Leading up to next week’s U.S. Open, Chambers Bay, which will host golf’s second major, has been receiving a mixed bag of reviews. This was always going to be the case for a course that is making its major championship debut.
Part of it is the lack of reputation—Pinehurst, Merion and the like get passes for their history. Part of it is the attempt to make a splash in what is the toughest tournament in the sport.
Spokesman for the reluctantly silent Ian Poulter caused a stir, as he often does, with a tweet in late April: “Well several players have played Chambers Bay in prep for US Open. The reports back are its a complete farce. I guess someone has to win.”
Peter Uhlein, who won the U.S. Amateur at Chambers Bay in 2010, came to the course’s defense albeit with two crying/laughing emojis.
Well several players have played Chambers Bay in prep for US Open. The reports back are its a complete farce. I guess someone has to win.
— Ian Poulter (@IanJamesPoulter) April 29, 2015
Was it a serious retort or one that defines most tracks? If you play well there, you’ll like it.

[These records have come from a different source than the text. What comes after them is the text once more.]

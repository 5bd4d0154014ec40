// autobackup/src/backup/naming.rs
use chrono::{Datelike, Days, NaiveDate};

/// Format of the date suffix carried by every backup table name.
pub const DATE_SUFFIX_FORMAT: &str = "%Y%m%d";

/// Number of characters in the date suffix.
pub const DATE_SUFFIX_LEN: usize = 8;

pub fn format_date_suffix(date: NaiveDate) -> String {
    date.format(DATE_SUFFIX_FORMAT).to_string()
}

/// `{prefix}_{source}_{YYYYMMDD}`
pub fn backup_table_name(prefix: &str, source: &str, date_suffix: &str) -> String {
    format!("{}_{}_{}", prefix, source, date_suffix)
}

/// Lowest threshold handed out, so the threshold is always eight digits.
pub const THRESHOLD_FLOOR: &str = "00000101";

/// Date suffix below which backups are expired: `today - retention_days`.
///
/// Clamped at year 0. A suffix starting with a character below `'0'` still
/// sorts under the floor and counts as expired.
pub fn retention_threshold(today: NaiveDate, retention_days: u32) -> String {
    match today.checked_sub_days(Days::new(u64::from(retention_days))) {
        Some(threshold) if threshold.year() >= 0 => format_date_suffix(threshold),
        _ => THRESHOLD_FLOOR.to_string(),
    }
}

/// Last eight characters of `table_name`, or `None` when it is shorter.
pub fn date_suffix(table_name: &str) -> Option<&str> {
    let (start, _) = table_name.char_indices().rev().nth(DATE_SUFFIX_LEN - 1)?;
    Some(&table_name[start..])
}

/// Plain string comparison against the threshold; the suffix is never parsed.
pub fn is_expired(table_name: &str, threshold: &str) -> bool {
    date_suffix(table_name).is_some_and(|suffix| suffix < threshold)
}

/// Best-effort recovery of the source name from a backup name.
///
/// Only strips `{prefix}_` and `_{8 chars}`; a source name that itself ends
/// in an underscore and eight characters cannot be told apart.
pub fn original_table_name<'a>(prefix: &str, backup_name: &'a str) -> Option<&'a str> {
    let rest = backup_name.strip_prefix(prefix)?.strip_prefix('_')?;
    let suffix = date_suffix(rest)?;
    let body = rest[..rest.len() - suffix.len()].strip_suffix('_')?;
    (!body.is_empty()).then_some(body)
}
pub fn validate_create(
    req: &CreateSignupRequest,
    vocab: &Vocabulary,
) -> Result<NewSignup, ValidationError> {
    // Required-field check accumulates every absence before reporting
    let mut missing = Vec::new();

    let title = non_empty(&req.title);
    if title.is_none() {
        missing.push("title".to_string());
    }
    let singer = non_empty(&req.singer);
    if singer.is_none() {
        missing.push("singer".to_string());
    }
    let deity_raw = req.deity.as_ref().and_then(|f| non_empty(&f.value));
    if deity_raw.is_none() {
        missing.push("diety".to_string());
    }
    let tempo_raw = req.tempo.as_ref().and_then(|f| non_empty(&f.value));
    if tempo_raw.is_none() {
        missing.push("tempo".to_string());
    }
    let offering_raw = non_empty(&req.offering_on);
    if offering_raw.is_none() {
        missing.push("offering_on".to_string());
    }

    if !missing.is_empty() {
        return Err(ValidationError::MissingRequiredFields { fields: missing });
    }

    let deity_raw = deity_raw.unwrap();
    let deity = Deity::parse(&deity_raw).ok_or_else(|| ValidationError::InvalidEnumValue {
        field: "diety",
        value: deity_raw.clone(),
        allowed: owned(&vocab.deities),
    })?;

    let tempo_raw = tempo_raw.unwrap();
    let tempo = Tempo::parse(&tempo_raw).ok_or_else(|| ValidationError::InvalidEnumValue {
        field: "tempo",
        value: tempo_raw.clone(),
        allowed: owned(&vocab.tempos),
    })?;

    let offering_raw = offering_raw.unwrap();
    let offering_on = match parse_date_filter("offering_on", &offering_raw)? {
        DateFilter::At(ts) => ts,
        DateFilter::Day(day) => day
            .and_hms_opt(0, 0, 0)
            .expect("midnight is always a valid time")
            .and_utc(),
    };

    let offering_status = match &req.offering_status {
        Some(raw) => {
            OfferingStatus::parse(raw).ok_or_else(|| ValidationError::InvalidEnumValue {
                field: "offeringStatus",
                value: raw.clone(),
                allowed: owned(&vocab.offering_statuses),
            })?
        }
        None => OfferingStatus::Pending,
    };

    Ok(NewSignup {
        title: title.unwrap(),
        singer: singer.unwrap(),
        details: non_empty(&req.details),
        position: req.position.unwrap_or(0),
        deity,
        tempo,
        offering_on,
        offering_status,
    })
}

/// Parses the distribution endpoints' `offering_on` query parameter, which
/// only accepts a bare calendar day.
pub fn parse_day(field: &'static str, value: &str) -> Result<NaiveDate, ValidationError> {
    NaiveDate::parse_from_str(value, "%Y-%m-%d").map_err(|_| ValidationError::InvalidDateFormat {
        field,
        value: value.to_string(),
    })
}

fn parse_date_filter(field: &'static str, value: &str) -> Result<DateFilter, ValidationError> {
    if let Ok(ts) = DateTime::parse_from_rfc3339(value) {
        return Ok(DateFilter::At(ts.with_timezone(&Utc)));
    }
    if let Ok(day) = NaiveDate::parse_from_str(value, "%Y-%m-%d") {
        return Ok(DateFilter::Day(day));
    }
    Err(ValidationError::InvalidDateFormat {
        field,
        value: value.to_string(),
    })
}

fn validate_pagination(req: &PaginationRequest) -> Result<PageWindow, ValidationError> {
    let page = require_integer("page", &req.page)?;
    let page_size = require_integer("pageSize", &req.page_size)?;

    if page < 1 {
        return Err(ValidationError::InvalidPagination {
            reason: "page must be >= 1".to_string(),
        });
    }
    if !(1..=100).contains(&page_size) {
        return Err(ValidationError::InvalidPagination {
            reason: "pageSize must be between 1 and 100".to_string(),
        });
    }

    Ok(PageWindow { page, page_size })
}

fn require_integer(
    name: &'static str,
    value: &Option<serde_json::Value>,
) -> Result<i64, ValidationError> {
    value
        .as_ref()
        .and_then(|v| v.as_i64())
        .ok_or_else(|| ValidationError::InvalidPagination {
            reason: format!("{} must be an integer", name),
        })
}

2010 U.S. Amateur Highlights
Regardless, Chambers Bay faces scrutiny. It’s a course firmly entrenched in childhood, still two years away from its 10th birthday. Chambers Bay, designed by prolific architect Robert Trent Jones II, opened in 2007 to much fanfare.
It was a links course in a geographic region perfectly fitted for traditional play. Puget Sound offered Jones the chance to replicate the Old Course in a modern setting. It was a throwback jersey version of a course, a retro track made for the millennial. The conceit worked in theory.
The landscape is stunning. The dunes, the long grass, the undulating fairways all make for a unique golfing experience.
Unique, however, doesn’t always mean good. Nor does challenging.
At more than 7,800 yards, Chambers Bay is long for long’s sake, which fits hand-in-hand with what the USGA wants. Consider that from 1979, when Hale Irwin won at Inverness, to 2005, Michael Campbell at Pinehurst, every U.S. Open champion finished at even par or lower. Since 2005, four winners have finished above par.
That’s by design.
In the era of Tiger Woods, golf became cognizant of television ratings. The USGA wanted to distinguish the U.S. Open from the other three majors by making it the most difficult. You’ve all heard the refrain by now—thick roughs and narrow fairways on sunbaked courses. Watching golfers struggle is part of the appeal.
Here, Poulter’s “someone has to win” criticism rings true. Geoff Ogilvy was the last man standing at Winged Foot nine years ago. Angel Cabrera earned that distinction the next. Both won with +5 scores.
Will Chambers Bay play that tough?
In all likelihood, it will be set up to. The openness of links courses invites long drives. If the USGA gets its way, those drives would slide through the fairway aided by the wind off the Puget Sound.
Chambers Bay will succeed in scenery. The tournament will attract thousands of fans—how many players will be among them? That’s the question to keep in mind. The U.S. Open has never been to Washington, nor the Pacific Northwest for that matter. When will it go back?